To accomplish this, we are building quick order functionality that can be accessed without navigating away from the current page. This user-centered approach caters to popular workflows while still allowing quick access to other actions, which enhances efficiency.

Optimized workflows animation.

2. Layered information

Balancing the need for necessary information against the importance of a clean, goal-oriented interface is always top of mind for the design team.

To help find this balance, one solution we will soon employ is the concept of layered information.

Often, an asset manager will look at a large batch of information — it could include portfolios, orders, reports, or clients — and then select certain types of information to explore in depth.

We recognize that certain data is critical to scan the page and make the decision to dive deeper. Once that decision has been made, different data is required to make the next decision, whether that be diving still deeper, acting, or simply returning to the previous page.

The key is providing the right data at the right time.
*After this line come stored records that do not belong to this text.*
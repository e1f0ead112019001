//! Tree-to-text render engine.
//!
//! Rendering is one recursive walk over the syntax tree. Block renderers
//! return the lines they produce (without newlines); the only state threaded
//! downward is the list indent level, the tight-list flag and, inside block
//! quotes, a narrowed width.

use std::sync::LazyLock;

use regex::Regex;
use tracing::trace;

use crate::ast::Node;
use crate::code;
use crate::hyperlink::osc8;
use crate::options::ResolvedOptions;
use crate::style::{StyleIntent, Styler};
use crate::table;
use crate::wrap::{strip_ansi, visible_width, wrap_text_with, wrap_with_prefix_and};

/// Width of a thematic break, and its cap when wrapping.
const HR_WIDTH: usize = 40;
const HR_GLYPH: &str = "—";
const BULLET: &str = "-";

/// A `[label]: target` line left in a paragraph, e.g. a definition that
/// could not interrupt the paragraph above it.
static DEFINITION_LINE: LazyLock<Regex> = LazyLock::new(|| {
    Regex::new(r"^\[[^\]]+\]:\s").expect("static pattern")
});

/// Renders a parsed tree with resolved options.
///
/// The result ends with exactly one newline, or is empty when nothing
/// renders. With color off it contains no escape sequences at all.
pub fn render_tree(tree: &Node, options: &ResolvedOptions) -> String {
    let ctx = RenderContext::new(options);
    let lines = match tree {
        Node::Document(children) => ctx.render_blocks(children, 0, false),
        other => ctx.render_blocks(std::slice::from_ref(other), 0, false),
    };

    let mut body = lines.join("\n");
    let trimmed = body.trim_end_matches('\n').len();
    body.truncate(trimmed);
    if !body.is_empty() {
        body.push('\n');
    }
    if options.color {
        body
    } else {
        strip_ansi(&body)
    }
}

/// Per-call rendering state.
#[derive(Clone, Copy)]
pub(crate) struct RenderContext<'a> {
    pub options: &'a ResolvedOptions,
    pub styler: Styler,
    /// Width available to this subtree; narrower than the option inside quotes.
    pub width: Option<usize>,
}

impl<'a> RenderContext<'a> {
    pub fn new(options: &'a ResolvedOptions) -> Self {
        Self {
            options,
            styler: Styler::new(options.color),
            width: options.width,
        }
    }

    pub fn paint(&self, text: &str, intent: &StyleIntent) -> String {
        self.styler.paint(text, intent)
    }

    pub fn dim(&self, text: &str) -> String {
        self.styler.paint(text, &StyleIntent::new().dim())
    }

    /// Width for prose wrapping.
    pub fn wrap_width(&self) -> usize {
        self.width.unwrap_or(crate::options::DEFAULT_WIDTH)
    }

    /// Columns taken by list indentation at `indent`.
    pub fn indent_width(&self, indent: usize) -> usize {
        self.options.list_indent * indent
    }

    /// Width left for a block nested `indent` levels deep, if bounded.
    pub fn available_width(&self, indent: usize) -> Option<usize> {
        self.width
            .map(|w| w.saturating_sub(self.indent_width(indent)).max(1))
    }

    // ========================================================================
    // Blocks
    // ========================================================================

    /// Renders sibling blocks, never leaving two blank lines between them.
    pub fn render_blocks(&self, nodes: &[Node], indent: usize, tight: bool) -> Vec<String> {
        let mut out: Vec<String> = Vec::new();
        for node in nodes {
            let mut lines = self.render_block(node, indent, tight);
            if out.last().is_some_and(String::is_empty)
                && lines.first().is_some_and(String::is_empty)
            {
                lines.remove(0);
            }
            out.extend(lines);
        }
        out
    }

    fn render_block(&self, node: &Node, indent: usize, tight: bool) -> Vec<String> {
        trace!(kind = node.kind(), indent, tight, "render block");
        match node {
            Node::Document(children) => self.render_blocks(children, indent, tight),
            Node::Paragraph(children) => self.render_paragraph(children, indent, tight),
            Node::Heading { children, .. } => self.render_heading(children),
            Node::ThematicBreak => self.render_hr(),
            Node::Blockquote(children) => self.render_blockquote(children, indent, tight),
            Node::List {
                ordered,
                start,
                spread,
                items,
            } => self.render_list(items, *ordered, *start, *spread, indent),
            Node::ListItem { .. } => self.render_list_item(node, BULLET, indent, tight),
            Node::Code { value, lang } => {
                code::render_code_block(self, value, lang.as_deref(), indent, tight)
            }
            Node::Table { align, rows } => table::render_table(self, align, rows, indent, tight),
            inline if inline.is_inline() => {
                self.render_paragraph(std::slice::from_ref(inline), indent, tight)
            }
            _ => Vec::new(),
        }
    }

    fn render_paragraph(&self, children: &[Node], indent: usize, tight: bool) -> Vec<String> {
        let text = self.render_inline(children);
        let prefix = " ".repeat(self.indent_width(indent));
        let mut lines: Vec<String> = wrap_with_prefix_and(
            &text,
            self.wrap_width(),
            self.options.wrap,
            &prefix,
            self.options.orphans,
        )
        .into_iter()
        .map(|line| if line.trim().is_empty() { String::new() } else { line })
        .collect();
        if !tight {
            lines.push(String::new());
        }
        lines
    }

    /// Headings are never wrapped.
    fn render_heading(&self, children: &[Node]) -> Vec<String> {
        let text = self.render_inline(children).replace('\n', " ");
        vec![String::new(), self.paint(&text, &self.options.theme.heading)]
    }

    fn render_hr(&self) -> Vec<String> {
        let width = if self.options.wrap {
            self.width.unwrap_or(HR_WIDTH).min(HR_WIDTH)
        } else {
            HR_WIDTH
        };
        vec![self.paint(&HR_GLYPH.repeat(width), &self.options.theme.hr)]
    }

    fn render_blockquote(&self, children: &[Node], indent: usize, tight: bool) -> Vec<String> {
        let prefix_width = visible_width(&self.options.quote_prefix);
        let outer = self.indent_width(indent);
        // Children render flush left; the enclosing list item re-indents the
        // quoted lines as a whole.
        let inner = RenderContext {
            width: self
                .width
                .map(|w| w.saturating_sub(outer + prefix_width).max(1)),
            ..*self
        };
        let body = inner.render_blocks(children, 0, false).join("\n");
        let prefix = self.paint(&self.options.quote_prefix, &self.options.theme.quote);
        let mut lines = wrap_with_prefix_and(
            body.trim_end(),
            self.wrap_width().saturating_sub(outer).max(1),
            self.options.wrap,
            &prefix,
            self.options.orphans,
        );
        if !tight {
            lines.push(String::new());
        }
        lines
    }

    fn render_list(
        &self,
        items: &[Node],
        ordered: bool,
        start: u64,
        spread: bool,
        indent: usize,
    ) -> Vec<String> {
        let tight = !spread;
        if let Some((value, lang)) = collapse_code_items(items) {
            return code::render_code_block(self, &value, lang.as_deref(), indent, tight);
        }

        let mut lines = Vec::new();
        let mut number = start;
        for item in items {
            let marker = if ordered {
                format!("{number}.")
            } else {
                BULLET.to_string()
            };
            number = number.saturating_add(1);
            lines.extend(self.render_list_item(item, &marker, indent, tight));
        }
        if indent == 0 && tight && !lines.is_empty() {
            lines.push(String::new());
        }
        lines
    }

    /// Renders one item: marker (or task box) on the first content line,
    /// continuation lines aligned under the content.
    fn render_list_item(&self, item: &Node, marker: &str, indent: usize, tight: bool) -> Vec<String> {
        let (checked, children) = match item {
            Node::ListItem { checked, children } => (*checked, children.as_slice()),
            other => (None, std::slice::from_ref(other)),
        };
        let marker = match checked {
            Some(true) => "[x]",
            Some(false) => "[ ]",
            None => marker,
        };
        let marker = self.paint(marker, &self.options.theme.list_marker);
        let lead = " ".repeat(self.indent_width(indent));
        let child_indent = self.indent_width(indent + 1);

        let body = self.render_blocks(children, indent + 1, tight).join("\n");
        let mut content = body
            .trim_end()
            .split('\n')
            .skip_while(|line| line.trim().is_empty());

        let mut lines = Vec::new();
        match content.next() {
            Some(first) => {
                let first = first.trim_start();
                // A marker wider than the list indent pushes the first line past
                // the width the body was wrapped for.
                let room = self
                    .wrap_width()
                    .saturating_sub(lead.len() + visible_width(&marker) + 1)
                    .max(1);
                let rewrap = self.options.wrap
                    && matches!(children.first(), Some(Node::Paragraph(_)))
                    && visible_width(first) > room;
                if rewrap {
                    let mut pieces =
                        wrap_text_with(first, room, true, self.options.orphans).into_iter();
                    let head = pieces.next().unwrap_or_default();
                    lines.push(format!("{lead}{marker} {head}"));
                    let continuation = " ".repeat(child_indent);
                    lines.extend(pieces.map(|piece| format!("{continuation}{piece}")));
                } else {
                    lines.push(format!("{lead}{marker} {first}"));
                }
            }
            None => lines.push(format!("{lead}{marker}")),
        }
        for line in content {
            if line.is_empty() {
                lines.push(String::new());
                continue;
            }
            let spaces = line.len() - line.trim_start_matches(' ').len();
            let rest = &line[spaces.min(child_indent)..];
            lines.push(format!("{}{rest}", " ".repeat(child_indent)));
        }
        if !tight {
            lines.push(String::new());
        }
        lines
    }

    // ========================================================================
    // Inline content
    // ========================================================================

    /// Concatenates inline nodes into one styled run. Soft breaks become
    /// spaces; hard breaks stay as newlines.
    pub fn render_inline(&self, nodes: &[Node]) -> String {
        let theme = &self.options.theme;
        let mut out = String::new();
        for node in nodes {
            match node {
                Node::Text(text) => out.push_str(&soften_breaks(text)),
                Node::Emphasis(children) => {
                    out.push_str(&self.paint(&self.render_inline(children), &theme.emph));
                }
                Node::Strong(children) => {
                    out.push_str(&self.paint(&self.render_inline(children), &theme.strong));
                }
                Node::Delete(children) => {
                    let strike = StyleIntent::new().strike();
                    out.push_str(&self.paint(&self.render_inline(children), &strike));
                }
                Node::InlineCode(value) => out.push_str(&self.paint(value, &theme.inline_code)),
                Node::Link { url, children, .. } => {
                    out.push_str(&self.render_link(url, children));
                }
                Node::Image { url, alt, .. } => out.push_str(&self.render_link(url, alt)),
                Node::Break => out.push('\n'),
                Node::Html(_) => {}
                other => {
                    trace!(kind = other.kind(), "skipping block node in inline context");
                }
            }
        }
        out
    }

    fn render_link(&self, url: &str, label: &[Node]) -> String {
        let mut text = self.render_inline(label);
        if text.is_empty() {
            text = url.to_string();
        }
        if self.options.hyperlinks && !url.is_empty() {
            return osc8(url, &text);
        }
        let styled = self.paint(&text, &self.options.theme.link);
        if !url.is_empty() && strip_ansi(&text) != url {
            format!("{styled}{}", self.dim(&format!(" ({url})")))
        } else {
            styled
        }
    }
}

/// Joins soft-broken lines with spaces. A `[label]: target` line keeps its
/// own line and is set off from the prose above it by a blank line.
fn soften_breaks(text: &str) -> String {
    let mut out = String::with_capacity(text.len() + 2);
    let mut after_definition = false;
    for (idx, segment) in text.split('\n').enumerate() {
        let definition = DEFINITION_LINE.is_match(segment);
        if idx > 0 {
            out.push_str(match (definition, after_definition) {
                (true, false) => "\n\n",
                (true, true) | (false, true) => "\n",
                (false, false) => " ",
            });
        }
        out.push_str(segment);
        after_definition = definition;
    }
    out
}

/// A list whose items are each a single code block, merged into one block.
///
/// The language survives only when every item agrees on it.
fn collapse_code_items(items: &[Node]) -> Option<(String, Option<String>)> {
    if items.is_empty() {
        return None;
    }
    let mut values = Vec::with_capacity(items.len());
    let mut langs = Vec::with_capacity(items.len());
    for item in items {
        match item.children() {
            [Node::Code { value, lang }] => {
                values.push(value.as_str());
                langs.push(lang.as_deref());
            }
            _ => return None,
        }
    }
    let lang = langs[0].filter(|first| langs.iter().all(|l| l == &Some(*first)));
    Some((values.join("\n"), lang.map(str::to_string)))
}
Too little data at any given step and the asset manager wastes time searching for the necessary information before making a decision. Too much data at any given step can distract and fatigue the asset manager, resulting in inefficiencies.

Layered information lets the user control the amount of data needed. Layer 1 is an overview that allows the user to quickly scan and determine what needs immediate attention (individual portfolios, orders, etc.). Layer 2 provides more depth on each individual piece and offers the ability to act on that information. In many areas, Layers 3, 4 and 5 are necessary.
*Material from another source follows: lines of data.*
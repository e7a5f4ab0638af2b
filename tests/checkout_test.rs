//! Integration tests for purchasing and redemption, including contention.

mod common;

use std::collections::HashSet;
use std::sync::Arc;

use chrono::{Duration, Utc};
use uuid::Uuid;

use common::{harness, seed_event, seed_event_with_window, SeededEvent};
use ticketa_server::config::VerificationMode;
use ticketa_server::models::{InventoryError, OrderStatus};
use ticketa_server::services::{CheckoutError, PurchaseInput, RedeemError};

fn purchase(seeded: &SeededEvent, quantity: i64) -> PurchaseInput {
    PurchaseInput {
        event_id: seeded.event_id,
        ticket_type_id: seeded.ticket_type_id,
        quantity,
        coupon_code: None,
    }
}

fn inventory_reason(err: CheckoutError) -> InventoryError {
    match err {
        CheckoutError::Inventory(reason) => reason,
        other => panic!("expected an inventory error, got {other:?}"),
    }
}

#[tokio::test]
async fn test_purchase_creates_paid_order_with_tickets() {
    let h = harness(VerificationMode::Email);
    let seeded = seed_event(&h.store, 2000, 10).await;
    let buyer = Uuid::new_v4();

    let result = h
        .state
        .checkout
        .purchase(buyer, purchase(&seeded, 3))
        .await
        .unwrap();

    assert_eq!(result.order.status, OrderStatus::Paid);
    assert_eq!(result.order.amount_cents, 6000);
    assert_eq!(result.order.user_id, buyer);
    assert_eq!(result.tickets.len(), 3);
    assert!(result.tickets.iter().all(|t| t.qr_code.starts_with("TCK-")));
    assert!(result.tickets.iter().all(|t| t.used_at.is_none()));

    let ticket_type = h.store.ticket_type(seeded.ticket_type_id).await.unwrap();
    assert_eq!(ticket_type.qty_sold, 3);

    let orders = h.state.checkout.orders_for_user(buyer).await.unwrap();
    assert_eq!(orders.len(), 1);
    assert_eq!(orders[0].tickets.len(), 3);
    let strangers = h
        .state
        .checkout
        .orders_for_user(Uuid::new_v4())
        .await
        .unwrap();
    assert!(strangers.is_empty());
}

#[tokio::test]
async fn test_quantity_bounds() {
    let h = harness(VerificationMode::Email);
    let seeded = seed_event(&h.store, 1000, 50).await;

    for quantity in [0, -1, 11] {
        let err = h
            .state
            .checkout
            .purchase(Uuid::new_v4(), purchase(&seeded, quantity))
            .await
            .unwrap_err();
        let rejected = matches!(err, CheckoutError::InvalidQuantity);
        assert!(rejected, "quantity {quantity}");
    }
    assert_eq!(h.store.ticket_count().await, 0);
}

#[tokio::test]
async fn test_insufficient_stock_leaves_no_trace() {
    let h = harness(VerificationMode::Email);
    let seeded = seed_event(&h.store, 1000, 2).await;

    let err = h
        .state
        .checkout
        .purchase(Uuid::new_v4(), purchase(&seeded, 3))
        .await
        .unwrap_err();
    assert!(matches!(
        err,
        CheckoutError::Inventory(InventoryError::InsufficientStock { remaining: 2 })
    ));

    let ticket_type = h.store.ticket_type(seeded.ticket_type_id).await.unwrap();
    assert_eq!(ticket_type.qty_sold, 0);
    assert_eq!(h.store.ticket_count().await, 0);
}

#[tokio::test]
async fn test_ticket_type_must_belong_to_event() {
    let h = harness(VerificationMode::Email);
    let first = seed_event(&h.store, 1000, 5).await;
    let second = seed_event(&h.store, 1000, 5).await;

    let foreign_type = PurchaseInput {
        ticket_type_id: second.ticket_type_id,
        ..purchase(&first, 1)
    };
    let err = h
        .state
        .checkout
        .purchase(Uuid::new_v4(), foreign_type)
        .await
        .unwrap_err();
    assert_eq!(inventory_reason(err), InventoryError::InvalidTicketType);

    let unknown_type = PurchaseInput {
        ticket_type_id: Uuid::new_v4(),
        ..purchase(&first, 1)
    };
    let err = h
        .state
        .checkout
        .purchase(Uuid::new_v4(), unknown_type)
        .await
        .unwrap_err();
    assert_eq!(inventory_reason(err), InventoryError::InvalidTicketType);
}

#[tokio::test]
async fn test_sales_window_is_enforced() {
    let h = harness(VerificationMode::Email);
    let now = Utc::now();
    let opens = Some(now + Duration::days(1));
    let closed = Some(now - Duration::days(1));
    let later = seed_event_with_window(&h.store, 1000, 5, opens, None).await;
    let over = seed_event_with_window(&h.store, 1000, 5, None, closed).await;

    for seeded in [later, over] {
        let err = h
            .state
            .checkout
            .purchase(Uuid::new_v4(), purchase(&seeded, 1))
            .await
            .unwrap_err();
        assert_eq!(inventory_reason(err), InventoryError::SalesClosed);
    }
}

#[tokio::test(flavor = "multi_thread", worker_threads = 4)]
async fn test_concurrent_purchases_never_oversell() {
    let h = harness(VerificationMode::Email);
    let remaining = 7;
    let per_order = 2;
    let buyers = 20;
    let seeded = seed_event(&h.store, 500, remaining).await;
    let checkout = Arc::new(h.state.checkout.clone());

    let mut handles = Vec::with_capacity(buyers);
    for _ in 0..buyers {
        let checkout = checkout.clone();
        let input = purchase(&seeded, per_order);
        handles.push(tokio::spawn(async move {
            checkout.purchase(Uuid::new_v4(), input).await
        }));
    }

    let mut succeeded = 0;
    let mut codes = HashSet::new();
    for handle in handles {
        match handle.await.unwrap() {
            Ok(result) => {
                succeeded += 1;
                for ticket in result.tickets {
                    assert!(codes.insert(ticket.qr_code));
                }
            }
            Err(CheckoutError::Inventory(reason)) => {
                assert!(matches!(reason, InventoryError::InsufficientStock { .. }));
            }
            Err(other) => panic!("unexpected error: {other:?}"),
        }
    }

    let expected = (remaining as i64 / per_order) as usize;
    assert_eq!(succeeded, expected.min(buyers));

    let ticket_type = h.store.ticket_type(seeded.ticket_type_id).await.unwrap();
    let sold = succeeded * per_order as usize;
    assert_eq!(ticket_type.qty_sold as usize, sold);
    assert!(ticket_type.qty_sold <= ticket_type.qty_total);
    assert_eq!(h.store.ticket_count().await, codes.len());
}

#[tokio::test]
async fn test_ticket_redeems_once() {
    let h = harness(VerificationMode::Email);
    let seeded = seed_event(&h.store, 1000, 5).await;
    let result = h
        .state
        .checkout
        .purchase(Uuid::new_v4(), purchase(&seeded, 1))
        .await
        .unwrap();
    let code = &result.tickets[0].qr_code;

    let ticket = h.state.tickets.redeem(code).await.unwrap();
    assert_eq!(ticket.id, result.tickets[0].id);
    assert!(ticket.used_at.is_some());

    let err = h.state.tickets.redeem(code).await.unwrap_err();
    assert!(matches!(err, RedeemError::AlreadyUsed));
}

#[tokio::test]
async fn test_redeem_unknown_or_malformed_code() {
    let h = harness(VerificationMode::Email);

    let err = h
        .state
        .tickets
        .redeem("TCK-doesnotexist")
        .await
        .unwrap_err();
    assert!(matches!(err, RedeemError::NotFound));

    let err = h.state.tickets.redeem("abc").await.unwrap_err();
    assert!(matches!(err, RedeemError::Invalid(_)));
}

#[tokio::test(flavor = "multi_thread", worker_threads = 4)]
async fn test_concurrent_redemption_has_single_winner() {
    let h = harness(VerificationMode::Email);
    let seeded = seed_event(&h.store, 1000, 1).await;
    let result = h
        .state
        .checkout
        .purchase(Uuid::new_v4(), purchase(&seeded, 1))
        .await
        .unwrap();
    let code = result.tickets[0].qr_code.clone();

    let mut handles = Vec::new();
    for _ in 0..8 {
        let tickets = h.state.tickets.clone();
        let code = code.clone();
        handles.push(tokio::spawn(async move { tickets.redeem(&code).await }));
    }

    let mut winners = 0;
    for handle in handles {
        match handle.await.unwrap() {
            Ok(_) => winners += 1,
            Err(RedeemError::AlreadyUsed) => {}
            Err(other) => panic!("unexpected error: {other:?}"),
        }
    }
    assert_eq!(winners, 1);
}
Layered information animation.

Of course, these layers need to be obvious and accessible to the user, which leads to our third guiding principle: cohesive design.

3. Cohesive design

Powerful tools take time to master. Whether it’s a car, a table saw, or software, there is a learning curve before a tool becomes effective. Once people take the time to master a complex tool, the benefits of its use surpass those of a more simple counterpart.

Investment managers (and, all of us, really) don’t have the time to fumble through complex software. They need to serve their clients. At the same time, complex software makes it easier to achieve the same goal: serving their clients.

Cohesive design is the key to solving this catch-22. This principle shortens the learning curve, allowing a beginner to find information quickly in a complex system without decreasing an expert’s ability to leverage the same system for more complicated needs. We’ve talked about what we’ve done to implement data density for experts; we also make it work for new adopters.

Cohesive design creates an interface that is predictable and trustworthy. We foster predictability and trust by creating visual and interaction patterns. In design, patterns are repeatable steps or visual indicators that a user can learn and rely on throughout the app.

The following are some examples of cohesive design in Ridgeline:

  • Colors have thoughtful, industry-defined meanings that users already know (blue means buy, red means sell) or can learn quickly. Users are able to scan pages and understand the meanings of colors without stopping to second-guess themselves.
Cohesive design animation.
  • Buttons explicitly state their function so that there aren’t surprises after clicking. Users know when an action will further their primary objective or take them to a secondary objective.
  • Aggregate pages are consistent across the application. Whether the subject is a portfolio, a trade order, a client, or a report, users will understand how to navigate the page.

Data density guides Ridgeline’s approach to designing a complex, usable platform. Cohesive design ensures that it can be learned by everyone.

One key differentiator of the Ridgeline platform is how it pulls different data sources into a cohesive unit. The Ridgeline Design Team optimizes this breakthrough by presenting that data in a way that is accessible, digestible and actionable. The resulting experience allows users to put information to work quicker than ever, so they can stay focused on driving value for their firm and their clients.